Ken Hawkins wrote on Tue, Jun 25, 2002 at 09:19:44AM -0400 :
> 
> Having played with both 7.2 and 8.2 as a dilettante, my experience has
> been that 7.2 is much more resource friendly, and I don't recall ever
> having to perform a hard reset. 
> With 8.2, I have taken a performance hit because of the resource req's

The following are just general recommendations.  It sounds like you
already have a good grasp of things, but this may be of use to someone
else.
1) Disable framebuffer.  Using cpu horsepower to render text can slow
things down.  
2) Runlevel 3 instead of runlevel 5.  Don't start X unless you need to
do something that requires a gui (this could be a LOT of the extra
"resource req's" that you refer to if you're in runlevel 5).
3) Disable all services that you don't need.  ie, if you're running a
Samba server, you don't need httpd, proftpd, portmap, nfsd, innd, etc
unless you also provide those specific services.
4) Personally, I also disable atd, linuxconf, anacron, apmd.
5) Try it both with and without devfs.  I usually prefer to not use
devfs on servers (especially hardware RAID servers where it has bootup
problems).
6) Check the output of dmesg to make sure that the IDE chipset is
recognized as being capable of udma.  If it doesn't recognize it, it
will act like it's a generic IDE interface and will cause it to operate
very slowly (which creates high cpu loads).  As an example, you can also
'cat /proc/ide/hda/settings' and look to see if using_dma is set to 1
(yes) or 0 (no).  If your kernel recognizes a via chipset, you can see
the configuration by 'cat /proc/ide/via'.

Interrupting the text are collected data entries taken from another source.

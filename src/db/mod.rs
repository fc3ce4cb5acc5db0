pub mod queries;

use sqlx::migrate::{MigrateError, Migrator};
use sqlx::sqlite::{SqliteConnectOptions, SqlitePool};

pub use queries::categories::Category;
pub use queries::questions::Question;

use sqlx::Error;

pub static MIGRATOR: Migrator = sqlx::migrate!("./migrations");

pub async fn establish_connection(path: &str) -> Result<SqlitePool, Error> {
    let options = SqliteConnectOptions::new()
        .filename(path)
        .create_if_missing(true);
    SqlitePool::connect_with(options).await
}

pub async fn run_migrations(pool: &SqlitePool) -> Result<(), MigrateError> {
    MIGRATOR.run(pool).await
}
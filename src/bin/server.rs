use trivia_api::db::{establish_connection, run_migrations};
use trivia_api::server::app::run_server;
use trivia_api::telemetry::init_tracing;

#[tokio::main]
async fn main() -> anyhow::Result<()> {
    init_tracing();
    let path = dotenv::var("DB_PATH").expect("DB_PATH must be set");
    let pool = establish_connection(&path).await?;

    tracing::info!("Running db migrations...");
    run_migrations(&pool).await?;

    run_server(pool).await?;
    Ok(())
}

> and all my computers that have 8.2, I've been forced into a hard reset
> at least once in the last month. These are stock installs, I have not
> D/L'd an RPM or source file, and installed only from the CD's.

Disable devfs on servers.  It serves a purpose for desktops, but not for
servers (things aren't getting hotplugged...I hope).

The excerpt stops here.